Indemnification and Warranties. A. INDEMNIFICATION SCIEN and HEMISPHERX (each an "Indemnifying Party") shall indemnify, defend and hold harmless and the other Party's subsidiaries or affiliates, their agents, directors, officers, employees and assigns (the "Indemnified Parties") from and against all losses, liabilities, damages, demands and expenses (including reasonable attorneys' fees and expenses) arising out of, as a result of, or in connection with (i) the negligent actions of the Indemnifying Party, its employees or any third party acting on behalf of or under authority of the Indemnifying Party in the performance of this Agreement and/or (ii) the violation of any representation or warranty of Indemnifying Party in this Agreement. Each Party's obligations under this provision shall be subject to the other Party providing reasonable notice of any such claim. Each Party shall defend with competent counsel and pay all costs of defence, including attorneys' fees, and any and all damages and court costs awarded in respect to such claim, action or proceeding regarding the claim of infringement. The Indemnified Parties agree to permit the Indemnifying Party to defend, compromise, or settle any such claim, action or proceeding and further agree to provide all available information, and reasonable assistance to enable the other Indemnifying Party to do so. However, neither party will be liable under this indemnity for any losses, liabilities, damages, demands or expenses arising out of the gross negligence or wilful misconduct of the other party or any of its affiliates, agents, directors, officers, employees or assigns. Limitation of Liability.
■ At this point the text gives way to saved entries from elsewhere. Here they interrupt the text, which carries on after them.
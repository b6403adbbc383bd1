//! # Movement opcode tables
//!
//! Per-tick movement of up to two tiles is sent as a compass opcode instead of
//! a coordinate. Both tables are built at compile time: pre-filled with the
//! sentinel `-1`, then populated with the known mappings.
//!
//! ## Single cell (walk)
//! Index `(dx + 1) | (dz + 1) << 2`, 16 slots, 8 opcodes:
//!
//! ```text
//!  dz=+1   5 6 7
//!  dz= 0   3 . 4
//!  dz=-1   0 1 2
//!        dx=-1 0 +1
//! ```
//!
//! ## Dual cell (run)
//! Index `(dx + 2) | (dz + 2) << 3`, 64 slots, 16 opcodes covering the outer
//! ring of the 5x5 square. Inner-ring deltas are sentinel here; they belong to
//! the single-cell table.

/// Table sentinel for "no opcode"
pub const NO_OPCODE: i8 = -1;

const SINGLE_CELL_DELTAS: [(i32, i32); 8] = [
    (-1, -1),
    (0, -1),
    (1, -1),
    (-1, 0),
    (1, 0),
    (-1, 1),
    (0, 1),
    (1, 1),
];

const DUAL_CELL_DELTAS: [(i32, i32); 16] = [
    (-2, -2),
    (-1, -2),
    (0, -2),
    (1, -2),
    (2, -2),
    (-2, -1),
    (2, -1),
    (-2, 0),
    (2, 0),
    (-2, 1),
    (2, 1),
    (-2, 2),
    (-1, 2),
    (0, 2),
    (1, 2),
    (2, 2),
];

#[inline]
const fn single_index(dx: i32, dz: i32) -> usize {
    ((dx + 1) | ((dz + 1) << 2)) as usize
}

#[inline]
const fn dual_index(dx: i32, dz: i32) -> usize {
    ((dx + 2) | ((dz + 2) << 3)) as usize
}

const fn build_single_cell_table() -> [i8; 16] {
    let mut table = [NO_OPCODE; 16];
    let mut opcode = 0;
    while opcode < SINGLE_CELL_DELTAS.len() {
        let (dx, dz) = SINGLE_CELL_DELTAS[opcode];
        table[single_index(dx, dz)] = opcode as i8;
        opcode += 1;
    }
    table
}

const fn build_dual_cell_table() -> [i8; 64] {
    let mut table = [NO_OPCODE; 64];
    let mut opcode = 0;
    while opcode < DUAL_CELL_DELTAS.len() {
        let (dx, dz) = DUAL_CELL_DELTAS[opcode];
        table[dual_index(dx, dz)] = opcode as i8;
        opcode += 1;
    }
    table
}

/// Single-cell delta to opcode table
pub static SINGLE_CELL_TABLE: [i8; 16] = build_single_cell_table();

/// Dual-cell delta to opcode table
pub static DUAL_CELL_TABLE: [i8; 64] = build_dual_cell_table();

/// Raw table lookup for a single-cell delta, `-1` when unresolvable
#[inline]
pub fn single_cell_raw(dx: i32, dz: i32) -> i8 {
    if !(-1..=1).contains(&dx) || !(-1..=1).contains(&dz) {
        return NO_OPCODE;
    }
    SINGLE_CELL_TABLE[single_index(dx, dz)]
}

/// Raw table lookup for a dual-cell delta, `-1` when unresolvable
#[inline]
pub fn dual_cell_raw(dx: i32, dz: i32) -> i8 {
    if !(-2..=2).contains(&dx) || !(-2..=2).contains(&dz) {
        return NO_OPCODE;
    }
    DUAL_CELL_TABLE[dual_index(dx, dz)]
}

/// 3-bit walk opcode for a one-tile delta
#[inline]
pub fn single_cell_opcode(dx: i32, dz: i32) -> Option<u32> {
    match single_cell_raw(dx, dz) {
        NO_OPCODE => None,
        opcode => Some(opcode as u32),
    }
}

/// 4-bit run opcode for a two-tile delta
#[inline]
pub fn dual_cell_opcode(dx: i32, dz: i32) -> Option<u32> {
    match dual_cell_raw(dx, dz) {
        NO_OPCODE => None,
        opcode => Some(opcode as u32),
    }
}

/// Delta for a walk opcode, used by decoders
#[inline]
pub fn single_cell_delta(opcode: u32) -> Option<(i32, i32)> {
    SINGLE_CELL_DELTAS.get(opcode as usize).copied()
}

/// Delta for a run opcode, used by decoders
#[inline]
pub fn dual_cell_delta(opcode: u32) -> Option<(i32, i32)> {
    DUAL_CELL_DELTAS.get(opcode as usize).copied()
}

/// Cheapest compass encoding of a per-tick delta
#[derive(Debug, Clone, Copy, PartialEq, Eq)]
pub enum Step {
    Walk(u32),
    Run(u32),
}

impl Step {
    /// Resolve a delta through the single-cell table, then the dual-cell table
    pub fn resolve(dx: i32, dz: i32) -> Option<Step> {
        single_cell_opcode(dx, dz)
            .map(Step::Walk)
            .or_else(|| dual_cell_opcode(dx, dz).map(Step::Run))
    }
}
IN NO EVENT WILL EITHER PARTY BE LIABLE FOR ANY INCIDENTAL, SPECIAL OR CONSEQUENTIAL DAMAGES RESULTING FROM THE LICENSE GRANTED PURSUANT TO THIS AGREEMENT OR THE USE OR COMMERCIAL DEVELOPMENT OF PRODUCT. {***} Confidential portions of this exhibit have been redacted and filed separately with the Commission pursuant to a confidential treatment request in accordance with Rule 24b-2 of the Securities Exchange Act of 1934, as amended.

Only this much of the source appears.